### Working data ###

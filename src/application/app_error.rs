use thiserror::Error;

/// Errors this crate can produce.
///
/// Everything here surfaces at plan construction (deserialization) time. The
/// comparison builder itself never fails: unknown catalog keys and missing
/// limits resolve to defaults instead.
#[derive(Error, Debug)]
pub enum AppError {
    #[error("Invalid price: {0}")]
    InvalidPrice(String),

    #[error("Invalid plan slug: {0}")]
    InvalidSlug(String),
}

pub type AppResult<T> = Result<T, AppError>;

###

[Problem statement]
In the records above, return only the line that contains "pub enum AppError" and every line after it through the last, exactly as they appear.

[Written solution]
pub enum AppError {
    #[error("Invalid price: {0}")]
    InvalidPrice(String),

    #[error("Invalid plan slug: {0}")]
    InvalidSlug(String),
}

pub type AppResult<T> = Result<T, AppError>;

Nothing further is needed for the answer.